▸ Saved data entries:
┄┄┄┄┄┄

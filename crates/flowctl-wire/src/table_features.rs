// Copyright 2024-2026 Farlight Networks, LLC
//
// Licensed under the Apache License, Version 2.0 (the "License");
// you may not use this file except in compliance with the License.
// You may obtain a copy of the License at
//
//     http://www.apache.org/licenses/LICENSE-2.0
//
// Unless required by applicable law or agreed to in writing, software
// distributed under the License is distributed on an "AS IS" BASIS,
// WITHOUT WARRANTIES OR CONDITIONS OF ANY KIND, either express or implied.
// See the License for the specific language governing permissions and
// limitations under the License.

//! Table feature descriptions (1.3 multipart).
//!
//! Each table carries a list of properties. A property's length field
//! excludes its trailing padding, which aligns the next one to eight
//! bytes.

use crate::buf::{pad8, BufMutExt, Reader};
use crate::{DecodeError, Version};
use bytes::{BufMut, Bytes, BytesMut};

/// Width of the table name field.
pub const TABLE_NAME_LEN: usize = 32;

/// An instruction or action id inside a feature property.
#[derive(Debug, Clone, PartialEq, Eq)]
pub struct TypeId {
    /// Instruction or action type code.
    pub code: u16,
    /// Extra bytes (experimenter id for experimenter types).
    pub data: Bytes,
}

impl TypeId {
    /// A plain id with no extra bytes.
    #[must_use]
    pub const fn new(code: u16) -> Self {
        Self {
            code,
            data: Bytes::new(),
        }
    }

    fn wire_len(&self) -> usize {
        4 + self.data.len()
    }
}

/// One table feature property.
#[derive(Debug, Clone, PartialEq, Eq)]
pub enum TableFeatureProp {
    /// Supported instructions (for table-miss when `miss`).
    Instructions {
        /// Applies to the table-miss entry.
        miss: bool,
        /// Instruction ids.
        ids: Vec<TypeId>,
    },
    /// Tables reachable through goto-table.
    NextTables {
        /// Applies to the table-miss entry.
        miss: bool,
        /// Table ids.
        tables: Vec<u8>,
    },
    /// Actions usable in write-actions.
    WriteActions {
        /// Applies to the table-miss entry.
        miss: bool,
        /// Action ids.
        ids: Vec<TypeId>,
    },
    /// Actions usable in apply-actions.
    ApplyActions {
        /// Applies to the table-miss entry.
        miss: bool,
        /// Action ids.
        ids: Vec<TypeId>,
    },
    /// Matchable fields (OXM headers).
    Match(Vec<u32>),
    /// Fields that may be wildcarded (OXM headers).
    Wildcards(Vec<u32>),
    /// Fields settable through write-actions.
    WriteSetfield {
        /// Applies to the table-miss entry.
        miss: bool,
        /// OXM headers.
        fields: Vec<u32>,
    },
    /// Fields settable through apply-actions.
    ApplySetfield {
        /// Applies to the table-miss entry.
        miss: bool,
        /// OXM headers.
        fields: Vec<u32>,
    },
    /// Experimenter property.
    Experimenter {
        /// Applies to the table-miss entry.
        miss: bool,
        /// Experimenter id.
        experimenter: u32,
        /// Experimenter-defined type.
        exp_type: u32,
        /// Opaque body.
        data: Bytes,
    },
}

impl TableFeatureProp {
    fn type_code(&self) -> u16 {
        let (base, miss) = match self {
            Self::Instructions { miss, .. } => (0, *miss),
            Self::NextTables { miss, .. } => (2, *miss),
            Self::WriteActions { miss, .. } => (4, *miss),
            Self::ApplyActions { miss, .. } => (6, *miss),
            Self::Match(_) => (8, false),
            Self::Wildcards(_) => (10, false),
            Self::WriteSetfield { miss, .. } => (12, *miss),
            Self::ApplySetfield { miss, .. } => (14, *miss),
            Self::Experimenter { miss, .. } => (0xfffe, *miss),
        };
        base + u16::from(miss)
    }

    /// Length declared in the property header (without padding).
    fn declared_len(&self) -> usize {
        4 + match self {
            Self::Instructions { ids, .. }
            | Self::WriteActions { ids, .. }
            | Self::ApplyActions { ids, .. } => ids.iter().map(TypeId::wire_len).sum(),
            Self::NextTables { tables, .. } => tables.len(),
            Self::Match(fields)
            | Self::Wildcards(fields)
            | Self::WriteSetfield { fields, .. }
            | Self::ApplySetfield { fields, .. } => 4 * fields.len(),
            Self::Experimenter { data, .. } => 8 + data.len(),
        }
    }

    fn wire_len(&self) -> usize {
        pad8(self.declared_len())
    }

    fn encode(&self, buf: &mut BytesMut) {
        let declared = self.declared_len();
        buf.put_u16(self.type_code());
        buf.put_u16(declared as u16);
        match self {
            Self::Instructions { ids, .. }
            | Self::WriteActions { ids, .. }
            | Self::ApplyActions { ids, .. } => {
                for id in ids {
                    buf.put_u16(id.code);
                    buf.put_u16(id.wire_len() as u16);
                    buf.put_slice(&id.data);
                }
            }
            Self::NextTables { tables, .. } => buf.put_slice(tables),
            Self::Match(fields)
            | Self::Wildcards(fields)
            | Self::WriteSetfield { fields, .. }
            | Self::ApplySetfield { fields, .. } => {
                for field in fields {
                    buf.put_u32(*field);
                }
            }
            Self::Experimenter {
                experimenter,
                exp_type,
                data,
                ..
            } => {
                buf.put_u32(*experimenter);
                buf.put_u32(*exp_type);
                buf.put_slice(data);
            }
        }
        buf.put_zeros(pad8(declared) - declared);
    }

    fn decode(r: &mut Reader<'_>) -> Result<Self, DecodeError> {
        let code = r.peek_u16(0)?;
        let declared = usize::from(r.peek_u16(2)?);
        if declared < 4 {
            return Err(DecodeError::bad_length("table feature property", declared));
        }
        // The last property may omit its padding.
        let padded = pad8(declared).min(r.remaining().max(declared));
        let mut whole = r.take(padded)?;
        let mut p = whole.take(declared)?;
        p.skip(4)?;

        let miss = code & 1 == 1;
        let prop = match code {
            0 | 1 => Self::Instructions {
                miss,
                ids: decode_ids(&mut p)?,
            },
            2 | 3 => Self::NextTables {
                miss,
                tables: p.rest().to_vec(),
            },
            4 | 5 => Self::WriteActions {
                miss,
                ids: decode_ids(&mut p)?,
            },
            6 | 7 => Self::ApplyActions {
                miss,
                ids: decode_ids(&mut p)?,
            },
            8 => Self::Match(decode_headers(&mut p)?),
            10 => Self::Wildcards(decode_headers(&mut p)?),
            12 | 13 => Self::WriteSetfield {
                miss,
                fields: decode_headers(&mut p)?,
            },
            14 | 15 => Self::ApplySetfield {
                miss,
                fields: decode_headers(&mut p)?,
            },
            0xfffe | 0xffff => Self::Experimenter {
                miss,
                experimenter: p.u32()?,
                exp_type: p.u32()?,
                data: p.rest(),
            },
            _ => {
                return Err(DecodeError::unknown_sub_type(
                    "table feature property",
                    Version::V1_3,
                    code,
                ))
            }
        };
        Ok(prop)
    }
}

fn decode_ids(r: &mut Reader<'_>) -> Result<Vec<TypeId>, DecodeError> {
    let mut out = Vec::new();
    while !r.is_empty() {
        let mut id = r.element("feature id", 2, 4)?;
        let code = id.u16()?;
        id.skip(2)?;
        out.push(TypeId {
            code,
            data: id.rest(),
        });
    }
    Ok(out)
}

fn decode_headers(r: &mut Reader<'_>) -> Result<Vec<u32>, DecodeError> {
    if r.remaining() % 4 != 0 {
        return Err(DecodeError::bad_length("oxm id list", r.remaining()));
    }
    let mut out = Vec::with_capacity(r.remaining() / 4);
    while !r.is_empty() {
        out.push(r.u32()?);
    }
    Ok(out)
}

/// Capabilities of one flow table.
#[derive(Debug, Clone, PartialEq, Eq, Default)]
pub struct TableFeatures {
    /// Table id.
    pub table_id: u8,
    /// Table name.
    pub name: String,
    /// Metadata bits matchable.
    pub metadata_match: u64,
    /// Metadata bits writable.
    pub metadata_write: u64,
    /// Table configuration bitmap.
    pub config: u32,
    /// Maximum number of entries.
    pub max_entries: u32,
    /// Feature properties.
    pub properties: Vec<TableFeatureProp>,
}

impl TableFeatures {
    const FIXED_LEN: usize = 64;

    /// Encoded size.
    #[must_use]
    pub fn wire_len(&self) -> usize {
        Self::FIXED_LEN
            + self
                .properties
                .iter()
                .map(TableFeatureProp::wire_len)
                .sum::<usize>()
    }

    pub(crate) fn encode(&self, buf: &mut BytesMut) {
        buf.put_u16(self.wire_len() as u16);
        buf.put_u8(self.table_id);
        buf.put_zeros(5);
        buf.put_fixed_str(&self.name, TABLE_NAME_LEN);
        buf.put_u64(self.metadata_match);
        buf.put_u64(self.metadata_write);
        buf.put_u32(self.config);
        buf.put_u32(self.max_entries);
        for prop in &self.properties {
            prop.encode(buf);
        }
    }

    pub(crate) fn decode(r: &mut Reader<'_>) -> Result<Self, DecodeError> {
        let mut t = r.element("table features", 0, Self::FIXED_LEN)?;
        t.skip(2)?;
        let table_id = t.u8()?;
        t.skip(5)?;
        let name = t.fixed_str(TABLE_NAME_LEN)?;
        let metadata_match = t.u64()?;
        let metadata_write = t.u64()?;
        let config = t.u32()?;
        let max_entries = t.u32()?;
        let mut properties = Vec::new();
        while !t.is_empty() {
            properties.push(TableFeatureProp::decode(&mut t)?);
        }
        Ok(Self {
            table_id,
            name,
            metadata_match,
            metadata_write,
            config,
            max_entries,
            properties,
        })
    }

    /// Tables reachable from this one (regular entries).
    #[must_use]
    pub fn next_tables(&self) -> Option<&[u8]> {
        self.properties.iter().find_map(|p| match p {
            TableFeatureProp::NextTables {
                miss: false,
                tables,
            } => Some(tables.as_slice()),
            _ => None,
        })
    }
}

┄┄┄┄┄┄

▸ Assignment:
What you give back should be only the lines of the records above, starting at the line with "property's length field" and ending at the line with "pub const TABLE_NAME_LEN: usize = 32;", restated word for word.

▸ Output:
//! Each table carries a list of properties. A property's length field
//! excludes its trailing padding, which aligns the next one to eight
//! bytes.

use crate::buf::{pad8, BufMutExt, Reader};
use crate::{DecodeError, Version};
use bytes::{BufMut, Bytes, BytesMut};

/// Width of the table name field.
pub const TABLE_NAME_LEN: usize = 32;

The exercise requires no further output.